General Bazaine was at this time the most popular man in the army. Hitherto eminently successful in all his military undertakings, he had risen from the ranks, having won his honors step by step upon the battle-field, at first by his courage, later by his remarkable military ability.

He was a plain-looking man, short and thick-set, whose plebeian features one might search in vain for a spark of genius or a ray of imagination; and yet under the commonplace exterior dwelt a kindly spirit, an intelligence of no mean order, and, despite a certain coarseness of thought and expression too common among Frenchmen, a soul upon which the romance of life had impressed its mark in lines of fire.

The story went that, when a colonel, he had in Spain come across a little girl of great beauty and personal attractions, who seemed to him out of place amid her surroundings. He picked up the little wild rose as it grew on the roadside, and conceived the notion of transplanting it into good, rich soil, and of giving it its share of sunshine. He took the child to Paris, where he left her in a convent to be educated.

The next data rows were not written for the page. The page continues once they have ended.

// Terminal operator interface
// One stdin reader thread feeds both the per-cycle commands and the naming prompt

use crossbeam::channel::{self, Receiver, RecvTimeoutError, Sender, TryRecvError};
use std::collections::BTreeMap;
use std::io::{self, BufRead, Write};
use std::sync::atomic::{AtomicBool, Ordering};
use std::sync::Arc;
use std::time::{Duration, Instant};
use tracing::{debug, info, warn};
use vigil_eye::{
    AnnotationSet, BoundingBox, ControlCommand, ControlInput, Frame, Prompter, RecognizerKind, Renderer, SessionStatus,
};

const STATUS_INTERVAL: Duration = Duration::from_secs(2);

/// Start the thread that forwards stdin lines. It ends with stdin.
pub fn spawn_stdin_reader() -> io::Result<Receiver<String>> {
    let (tx, rx) = channel::unbounded();
    std::thread::Builder::new()
        .name("vigil-stdin".to_string())
        .spawn(move || {
            let stdin = io::stdin();
            for line in stdin.lock().lines() {
                match line {
                    Ok(line) => {
                        if tx.send(line).is_err() {
                            break;
                        }
                    }
                    Err(e) => {
                        debug!("stdin closed: {}", e);
                        break;
                    }
                }
            }
        })?;
    Ok(rx)
}

/// `q` quit, `s` save, `t` toggle text, `t <name>` toggle a recognizer
pub fn parse_command(line: &str) -> Result<Option<ControlCommand>, String> {
    let mut parts = line.split_whitespace();
    let Some(head) = parts.next() else {
        return Ok(None);
    };

    let command = match head.to_ascii_lowercase().as_str() {
        "q" | "quit" => ControlCommand::Quit,
        "s" | "save" => ControlCommand::SaveFrame,
        "t" | "toggle" => match parts.next() {
            Some(name) => ControlCommand::Toggle(name.parse::<RecognizerKind>()?),
            None => ControlCommand::Toggle(RecognizerKind::Text),
        },
        other => return Err(format!("Unknown command '{}' (q, s, t [faces|objects|text])", other)),
    };
    Ok(Some(command))
}

/// Control input and naming prompt sharing one stdin reader. Commands
/// typed while the prompt waits are handed to the control input.
pub fn console(lines: Receiver<String>, interrupt: Arc<AtomicBool>) -> (ConsoleControl, ConsolePrompter) {
    let (deferred_tx, deferred_rx) = channel::unbounded();
    (
        ConsoleControl {
            lines: lines.clone(),
            deferred: deferred_rx,
        },
        ConsolePrompter {
            lines,
            deferred: deferred_tx,
            interrupt,
        },
    )
}

pub struct ConsoleControl {
    lines: Receiver<String>,
    deferred: Receiver<ControlCommand>,
}

impl ControlInput for ConsoleControl {
    fn poll(&mut self) -> Option<ControlCommand> {
        if let Ok(command) = self.deferred.try_recv() {
            return Some(command);
        }
        loop {
            match self.lines.try_recv() {
                Ok(line) => match parse_command(&line) {
                    Ok(Some(command)) => return Some(command),
                    Ok(None) => continue,
                    Err(e) => warn!("{}", e),
                },
                Err(TryRecvError::Empty) | Err(TryRecvError::Disconnected) => return None,
            }
        }
    }
}

/// Reads a name for an unknown face from stdin
pub struct ConsolePrompter {
    lines: Receiver<String>,
    deferred: Sender<ControlCommand>,
    interrupt: Arc<AtomicBool>,
}

impl ConsolePrompter {
    /// Lines typed before the prompt appeared are commands, not names
    fn defer_pending(&self) {
        while let Ok(line) = self.lines.try_recv() {
            match parse_command(&line) {
                Ok(Some(command)) => {
                    debug!("Deferring {:?} until after the prompt", command);
                    if self.deferred.send(command).is_err() {
                        warn!("Control input is gone, dropping {:?}", command);
                    }
                }
                Ok(None) => {}
                Err(e) => warn!("{}", e),
            }
        }
    }
}

impl Prompter for ConsolePrompter {
    fn request_label(&mut self, face: &Frame, region: &BoundingBox) -> String {
        self.defer_pending();
        print!(
            "\nUnknown face at ({:.0}, {:.0}), {}x{} px. Enter name (or press Enter to skip): ",
            region.x,
            region.y,
            face.width(),
            face.height()
        );
        let _ = io::stdout().flush();

        loop {
            if self.interrupt.load(Ordering::Relaxed) {
                return String::new();
            }
            match self.lines.recv_timeout(Duration::from_millis(200)) {
                Ok(line) => return line.trim().to_string(),
                Err(RecvTimeoutError::Timeout) => continue,
                Err(RecvTimeoutError::Disconnected) => return String::new(),
            }
        }
    }
}

/// Prints a status line every couple of seconds and logs caption changes
pub struct LogRenderer {
    last_status: Option<Instant>,
    last_captions: BTreeMap<RecognizerKind, Vec<String>>,
}

impl Default for LogRenderer {
    fn default() -> Self {
        Self::new()
    }
}

impl LogRenderer {
    pub fn new() -> Self {
        Self {
            last_status: None,
            last_captions: BTreeMap::new(),
        }
    }
}

impl Renderer for LogRenderer {
    fn render(&mut self, _frame: &Frame, annotations: &AnnotationSet, status: &SessionStatus) {
        for kind in RecognizerKind::ALL {
            let captions: Vec<String> = annotations.get(kind).iter().map(|a| a.caption.clone()).collect();
            if self.last_captions.get(&kind) != Some(&captions) {
                if !captions.is_empty() && kind != RecognizerKind::Faces {
                    debug!("{}: {}", kind, captions.join(", "));
                }
                self.last_captions.insert(kind, captions);
            }
        }

        let due = self.last_status.map_or(true, |t| t.elapsed() >= STATUS_INTERVAL);
        if due {
            let active: Vec<&str> = status.active.iter().map(RecognizerKind::name).collect();
            let transport = status.transport.map(|t| format!(" over {}", t)).unwrap_or_default();
            info!(
                "{:.1} fps | cycle {} | {} {}{} | active: {} | {} annotations",
                status.fps,
                status.cycle,
                status.source,
                status.address,
                transport,
                if active.is_empty() { "none".to_string() } else { active.join(", ") },
                annotations.len()
            );
            self.last_status = Some(Instant::now());
        }
    }
}

#[cfg(test)]
mod tests {
    use super::*;

    #[test]
    fn test_parse_command() {
        assert_eq!(parse_command("q"), Ok(Some(ControlCommand::Quit)));
        assert_eq!(parse_command(" S "), Ok(Some(ControlCommand::SaveFrame)));
        assert_eq!(parse_command("t"), Ok(Some(ControlCommand::Toggle(RecognizerKind::Text))));
        assert_eq!(parse_command("t faces"), Ok(Some(ControlCommand::Toggle(RecognizerKind::Faces))));
        assert_eq!(parse_command("toggle ocr"), Ok(Some(ControlCommand::Toggle(RecognizerKind::Text))));
        assert_eq!(parse_command(""), Ok(None));
        assert!(parse_command("t cars").is_err());
        assert!(parse_command("x").is_err());
    }

    #[test]
    fn test_console_control_skips_bad_lines() {
        let (tx, rx) = channel::unbounded();
        tx.send("hello".to_string()).unwrap();
        tx.send("".to_string()).unwrap();
        tx.send("q".to_string()).unwrap();

        let (mut control, _prompter) = console(rx, Arc::new(AtomicBool::new(false)));
        assert_eq!(control.poll(), Some(ControlCommand::Quit));
        assert_eq!(control.poll(), None);
    }

    #[test]
    fn test_prompter_returns_next_line_and_stops_on_interrupt() {
        let (tx, rx) = channel::unbounded();
        let interrupt = Arc::new(AtomicBool::new(false));
        let (_control, mut prompter) = console(rx, interrupt.clone());
        let frame = Frame::solid(4, 4, [0, 0, 0]).unwrap();
        let region = BoundingBox::new(1.0, 1.0, 2.0, 2.0);

        let sender = std::thread::spawn(move || {
            std::thread::sleep(Duration::from_millis(50));
            tx.send("  Alice ".to_string()).unwrap();
            tx
        });
        assert_eq!(prompter.request_label(&frame, &region), "Alice");
        let _tx = sender.join().unwrap();

        interrupt.store(true, Ordering::Relaxed);
        assert_eq!(prompter.request_label(&frame, &region), "");
    }

    #[test]
    fn test_command_typed_before_prompt_runs_after_it() {
        let (tx, rx) = channel::unbounded();
        let (mut control, mut prompter) = console(rx, Arc::new(AtomicBool::new(false)));
        let face = Frame::solid(4, 4, [0, 0, 0]).unwrap();
        let region = BoundingBox::new(1.0, 1.0, 2.0, 2.0);

        tx.send("q".to_string()).unwrap();
        let sender = std::thread::spawn(move || {
            std::thread::sleep(Duration::from_millis(50));
            tx.send("Bob".to_string()).unwrap();
            tx
        });
        assert_eq!(prompter.request_label(&face, &region), "Bob");
        let _tx = sender.join().unwrap();

        assert_eq!(control.poll(), Some(ControlCommand::Quit));
        assert_eq!(control.poll(), None);
    }
}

The soldier continued his brilliant career in the Crimea, Italy, Syria, and Africa; and when, after some years, he returned to Paris, he found the little girl grown into a beautiful and attractive woman, whose heart was full of warm gratitude for her benefactor. He fell in love with her, and, breaking through all rules of French matrimonial usage, married her.

Her charm won for her many friends in the circle which his position entitled her to enter; her attractions exposed her to temptations which her early training had ill fitted her to meet; and her death, which occurred under peculiarly distressing circumstances soon after his promotion to the command of the army in Mexico, was a cruel blow. The news of his loss reached the general while away from the capital on the brilliant campaign which added the greater part of the country to the projected empire (November, 1863). After a funeral mass, which he heard with his officers, he retired to his tent, and, alone, fought that hardest of all battles, and conquered his own heart. In a few days he returned to his duty, and no one ever knew what had passed in his innermost soul.

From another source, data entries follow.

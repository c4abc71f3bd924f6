//! Frames and pixel regions

use crate::error::VisionError;
use bytes::Bytes;
use chrono::{DateTime, Utc};
use image::{ImageBuffer, ImageFormat, Rgb};
use serde::{Deserialize, Serialize};
use std::io::Cursor;
use std::path::Path;

/// A decoded video frame in packed 8-bit RGB.
///
/// Frames are cheap to clone: pixel data is reference counted and never
/// mutated once the frame is built.
#[derive(Debug, Clone)]
pub struct Frame {
    width: u32,
    height: u32,
    timestamp: DateTime<Utc>,
    data: Bytes,
}

impl Frame {
    /// Create a frame from packed RGB data
    pub fn new(width: u32, height: u32, data: impl Into<Bytes>) -> Result<Self, VisionError> {
        let data = data.into();
        let expected = (width as usize)
            .checked_mul(height as usize)
            .and_then(|p| p.checked_mul(3))
            .ok_or_else(|| VisionError::Processing("Frame dimensions overflow".to_string()))?;

        if width == 0 || height == 0 {
            return Err(VisionError::Processing("Frame dimensions must be non-zero".to_string()));
        }
        if data.len() != expected {
            return Err(VisionError::Processing(format!(
                "Frame buffer is {} bytes, expected {} for {}x{}",
                data.len(),
                expected,
                width,
                height
            )));
        }

        Ok(Self {
            width,
            height,
            timestamp: Utc::now(),
            data,
        })
    }

    /// Create a frame filled with a single color
    pub fn solid(width: u32, height: u32, rgb: [u8; 3]) -> Result<Self, VisionError> {
        let pixels = (width as usize) * (height as usize);
        let mut data = Vec::with_capacity(pixels * 3);
        for _ in 0..pixels {
            data.extend_from_slice(&rgb);
        }
        Self::new(width, height, data)
    }

    /// Decode a JPEG (or any format `image` recognizes) into a frame
    pub fn from_jpeg(bytes: &[u8]) -> Result<Self, VisionError> {
        let decoded = image::load_from_memory_with_format(bytes, ImageFormat::Jpeg)?.to_rgb8();
        let (width, height) = decoded.dimensions();
        Self::new(width, height, decoded.into_raw())
    }

    pub fn width(&self) -> u32 {
        self.width
    }

    pub fn height(&self) -> u32 {
        self.height
    }

    pub fn timestamp(&self) -> DateTime<Utc> {
        self.timestamp
    }

    pub fn data(&self) -> &[u8] {
        &self.data
    }

    /// Mean luma on a 0-255 scale (Rec. 601 weights)
    pub fn mean_luminance(&self) -> f64 {
        let pixels = self.data.chunks_exact(3);
        let count = pixels.len();
        if count == 0 {
            return 0.0;
        }
        let sum: f64 = pixels
            .map(|p| 0.299 * p[0] as f64 + 0.587 * p[1] as f64 + 0.114 * p[2] as f64)
            .sum();
        sum / count as f64
    }

    /// Copy out the pixels under `region`, clamped to the frame
    pub fn crop(&self, region: &BoundingBox) -> Result<Frame, VisionError> {
        let clamped = region.clamp_to(self.width, self.height);
        let x0 = clamped.x.floor() as u32;
        let y0 = clamped.y.floor() as u32;
        let w = clamped.width.floor() as u32;
        let h = clamped.height.floor() as u32;
        if w == 0 || h == 0 {
            return Err(VisionError::Processing("Crop region is empty".to_string()));
        }

        let stride = self.width as usize * 3;
        let mut data = Vec::with_capacity(w as usize * h as usize * 3);
        for row in y0..y0 + h {
            let start = row as usize * stride + x0 as usize * 3;
            data.extend_from_slice(&self.data[start..start + w as usize * 3]);
        }

        Ok(Frame {
            width: w,
            height: h,
            timestamp: self.timestamp,
            data: Bytes::from(data),
        })
    }

    fn to_image(&self) -> Result<ImageBuffer<Rgb<u8>, Vec<u8>>, VisionError> {
        ImageBuffer::from_raw(self.width, self.height, self.data.to_vec())
            .ok_or_else(|| VisionError::Processing("Frame buffer does not match dimensions".to_string()))
    }

    /// Encode the frame as JPEG
    pub fn to_jpeg(&self) -> Result<Vec<u8>, VisionError> {
        let mut out = Cursor::new(Vec::new());
        self.to_image()?.write_to(&mut out, ImageFormat::Jpeg)?;
        Ok(out.into_inner())
    }

    /// Write the frame to disk; format follows the file extension
    pub fn save(&self, path: &Path) -> Result<(), VisionError> {
        if let Some(parent) = path.parent() {
            if !parent.as_os_str().is_empty() {
                std::fs::create_dir_all(parent)?;
            }
        }
        self.to_image()?.save(path)?;
        Ok(())
    }
}

/// Axis-aligned region in pixel coordinates
#[derive(Debug, Clone, Copy, PartialEq, Serialize, Deserialize)]
pub struct BoundingBox {
    pub x: f32,
    pub y: f32,
    pub width: f32,
    pub height: f32,
}

impl BoundingBox {
    pub fn new(x: f32, y: f32, width: f32, height: f32) -> Self {
        Self { x, y, width, height }
    }

    pub fn area(&self) -> f32 {
        if self.width.is_finite() && self.height.is_finite() {
            self.width.max(0.0) * self.height.max(0.0)
        } else {
            0.0
        }
    }

    /// Intersection over union, 0.0 for disjoint or degenerate boxes
    pub fn iou(&self, other: &BoundingBox) -> f32 {
        let x1 = self.x.max(other.x);
        let y1 = self.y.max(other.y);
        let x2 = (self.x + self.width).min(other.x + other.width);
        let y2 = (self.y + self.height).min(other.y + other.height);

        if x2 <= x1 || y2 <= y1 {
            return 0.0;
        }

        let intersection = (x2 - x1) * (y2 - y1);
        let union = self.area() + other.area() - intersection;
        if union <= 0.0 {
            0.0
        } else {
            intersection / union
        }
    }

    /// Restrict the box to a `width` x `height` frame
    pub fn clamp_to(&self, width: u32, height: u32) -> BoundingBox {
        let (fw, fh) = (width as f32, height as f32);
        let x1 = self.x.clamp(0.0, fw);
        let y1 = self.y.clamp(0.0, fh);
        let x2 = (self.x + self.width).clamp(0.0, fw);
        let y2 = (self.y + self.height).clamp(0.0, fh);
        BoundingBox::new(x1, y1, (x2 - x1).max(0.0), (y2 - y1).max(0.0))
    }
}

Two years later a ball was given at the quartier-general. Bazaine, who had lately been promoted to the rank of marshal (1864), had stopped for a moment to say a few words, when one of his guests, a young Mexican girl who was waltzing by, suddenly stopped near us, having torn her dress. Pins were produced, the damaged ruffle was repaired, and the girl passed on. "Who is this?" asked the marshal, evidently much struck with her appearance. "It is extraordinary," he muttered, "how much she reminds me of my wife." He looked distrait, and shortly after excused himself, and wandered off in the direction Mlle. de la Pena had taken.

The courtship was a short one. Maximilian, in order to facilitate a union which he deemed to be in the interest of his government, gave the young girl as a dowry the palace of San Cosme,* valued at one hundred thousand dollars; and thus was May united, to December. Two children were born to the marshal, one of them in Mexico,** and never was father prouder of his young wife and of her offspring than was the marshal.***

* A suburb west of Mexico.

** Maximilian was his godfather,

*** When, after the Franco-Prussian war, the marshal, having been made a sacrifice to France's wounded pride, was court-martialed, and, amid the imprecations of his countrymen, was imprisoned in the Fort de Ste. Marguerite, his young wife and her cousin contrived the perilous escape of the old man. By means of a rope procured for him by them he lowered himself from the walls of the fortress. Mme. Bazaine was awaiting him in a small boat, the oars of which were held by her cousin. A ship was near by, ready to sail, on which they sought refuge in Spain. And so it was that a fallen marshal of France passed from a state prison into exile, where he ended a life in which fame and romance had an equal share.